Daniel showed him the piece of paper he'd found in the envelope.
“It's a schedule,” Daniel said. “Cocktails at six. Dinner at seven. Brandy and cigars at nine. Guided tour of the treasury at ten.”
“Cheater.”
A discreet knock on the door, and Moth went to answer. A servant stood in the hall bearing a small wooden chest.
“My apologies, sir. The porters missed this one.”
“What's in it?”
“Sir. His lordship's handkerchiefs.”
“Let's see them.”
The servant grew pale as Moth used his size and growl to threaten him.
Daniel silently formulated a joke: How many guys did it take to deliver Paul's hankies? Two. One to bring them, and Moth to make him pee his pants.
The joke still needed some work.
With a shaky hand, the servant opened the chest.
“Yes, those indeed are his lordship's” was Moth's haughty verdict. “I'll take them.”
As soon as the chest was in Moth's hands, the servant punched Moth in the jaw, hard enough that Daniel heard the crack of facial bones. Moth stumbled and fell back. Before he could recover and counter, the servant flicked his hand, and three flechettes penetrated Moth's chest. Daniel smelled basilisk venom. Moth sagged to one knee, tried to rise back up but collapsed. Coal-black blotches formed on his face, and he stared lifelessly at the ceiling, foam spilling from his slightly parted lips and mingling with blood from his mouth.

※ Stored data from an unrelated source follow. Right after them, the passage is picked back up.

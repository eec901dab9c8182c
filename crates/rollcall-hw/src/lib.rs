//! rollcall-hw: Camera capture for attendance sessions.
//!
//! Provides V4L2-based camera access and the grayscale [`Frame`] type with
//! the downscale, crop and annotation helpers sessions use.

pub mod camera;
pub mod frame;

pub use camera::{Camera, CameraError, DeviceInfo, FrameSource, OpenCamera, PixelFormat, V4l2Opener};
pub use frame::Frame;
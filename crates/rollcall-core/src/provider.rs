//! Embedding provider: face detection and embedding extraction.
//!
//! The session and identity store only talk to [`EmbeddingProvider`]; the ONNX
//! implementation pairs an SCRFD detector with an ArcFace recognizer.

use crate::detector::{DetectorError, FaceDetector};
use crate::recognizer::{FaceRecognizer, RecognizerError};
use crate::types::{BoundingBox, DistanceMetric, Embedding};
use image::GrayImage;
use std::path::Path;
use thiserror::Error;

#[derive(Error, Debug)]
pub enum ProviderError {
    #[error("detector error: {0}")]
    Detector(#[from] DetectorError),
    #[error("recognizer error: {0}")]
    Recognizer(#[from] RecognizerError),
    #[error("{0}")]
    Other(String),
}

/// Detects faces and turns face regions into comparable embeddings.
pub trait EmbeddingProvider {
    /// Locate all face regions in `image`, most confident first.
    fn detect_face_regions(&mut self, image: &GrayImage) -> Result<Vec<BoundingBox>, ProviderError>;

    /// Compute one embedding per region, in the same order as `regions`.
    fn compute_embeddings(
        &mut self,
        image: &GrayImage,
        regions: &[BoundingBox],
    ) -> Result<Vec<Embedding>, ProviderError>;

    /// Metric (and acceptance tolerance) appropriate for this provider's embeddings.
    fn metric(&self) -> DistanceMetric;

    /// Distance from `query` to each of `known`.
    fn distance(&self, known: &[Embedding], query: &Embedding) -> Vec<f32> {
        self.metric().distances(known, query)
    }
}

impl<P: EmbeddingProvider + ?Sized> EmbeddingProvider for &mut P {
    fn detect_face_regions(&mut self, image: &GrayImage) -> Result<Vec<BoundingBox>, ProviderError> {
        (**self).detect_face_regions(image)
    }

    fn compute_embeddings(
        &mut self,
        image: &GrayImage,
        regions: &[BoundingBox],
    ) -> Result<Vec<Embedding>, ProviderError> {
        (**self).compute_embeddings(image, regions)
    }

    fn metric(&self) -> DistanceMetric {
        (**self).metric()
    }

    fn distance(&self, known: &[Embedding], query: &Embedding) -> Vec<f32> {
        (**self).distance(known, query)
    }
}

/// Detection model file name inside the model directory.
pub const DETECTOR_MODEL_FILE: &str = "det_10g.onnx";
/// Recognition model file name inside the model directory.
pub const RECOGNIZER_MODEL_FILE: &str = "w600k_r50.onnx";

/// SCRFD + ArcFace over ONNX Runtime.
pub struct OnnxProvider {
    detector: FaceDetector,
    recognizer: FaceRecognizer,
    tolerance: f32,
}

impl OnnxProvider {
    /// Load both models from `model_dir`.
    ///
    /// `tolerance` is the largest cosine distance (`1 - similarity`) accepted
    /// as the same person.
    pub fn load(model_dir: &Path, tolerance: f32) -> Result<Self, ProviderError> {
        let det_path = model_dir.join(DETECTOR_MODEL_FILE);
        let rec_path = model_dir.join(RECOGNIZER_MODEL_FILE);

        let detector = FaceDetector::load(&det_path)?;
        tracing::info!(path = %det_path.display(), "SCRFD detector loaded");

        let recognizer = FaceRecognizer::load(&rec_path)?;
        tracing::info!(path = %rec_path.display(), "ArcFace recognizer loaded");

        Ok(Self {
            detector,
            recognizer,
            tolerance,
        })
    }
}

impl EmbeddingProvider for OnnxProvider {
    fn detect_face_regions(&mut self, image: &GrayImage) -> Result<Vec<BoundingBox>, ProviderError> {
        Ok(self.detector.detect(image)?)
    }

    fn compute_embeddings(
        &mut self,
        image: &GrayImage,
        regions: &[BoundingBox],
    ) -> Result<Vec<Embedding>, ProviderError> {
        regions
            .iter()
            .map(|r| self.recognizer.extract(image, r).map_err(ProviderError::from))
            .collect()
    }

    fn metric(&self) -> DistanceMetric {
        DistanceMetric::Cosine {
            tolerance: self.tolerance,
        }
    }
}
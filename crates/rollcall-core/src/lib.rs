//! rollcall-core: identities, matching and the attendance ledger.
//!
//! Face detection (SCRFD) and embedding (ArcFace) run through ONNX Runtime
//! behind the [`EmbeddingProvider`] trait; everything else is plain file I/O.

pub mod detector;
pub mod ledger;
pub mod matcher;
pub mod provider;
pub mod recognizer;
pub mod store;
pub mod types;

pub use ledger::{AttendanceLedger, AttendanceRecord, LedgerError, Month, MonthExport};
pub use matcher::{Matcher, NearestMatcher};
pub use provider::{EmbeddingProvider, OnnxProvider, ProviderError};
pub use store::{IdentityStore, StoreError};
pub use types::{BoundingBox, DistanceMetric, Embedding, Identity, KnownFaces, MatchResult, UNKNOWN_LABEL};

The man leaped nimbly over Moth's body and turned his full attention to Daniel.
“What do you want?” Daniel said, though the answer was obvious. He stepped back and away.
The assassin was a professional. He'd been hired to kill, not to chat. Three flechettes identical to those he'd subdued Moth with were tucked between his fingers.
Daniel kept backing away, and the assassin watched him warily. Paul was no easy target. Surely the assassin knew that, as did whoever sent him.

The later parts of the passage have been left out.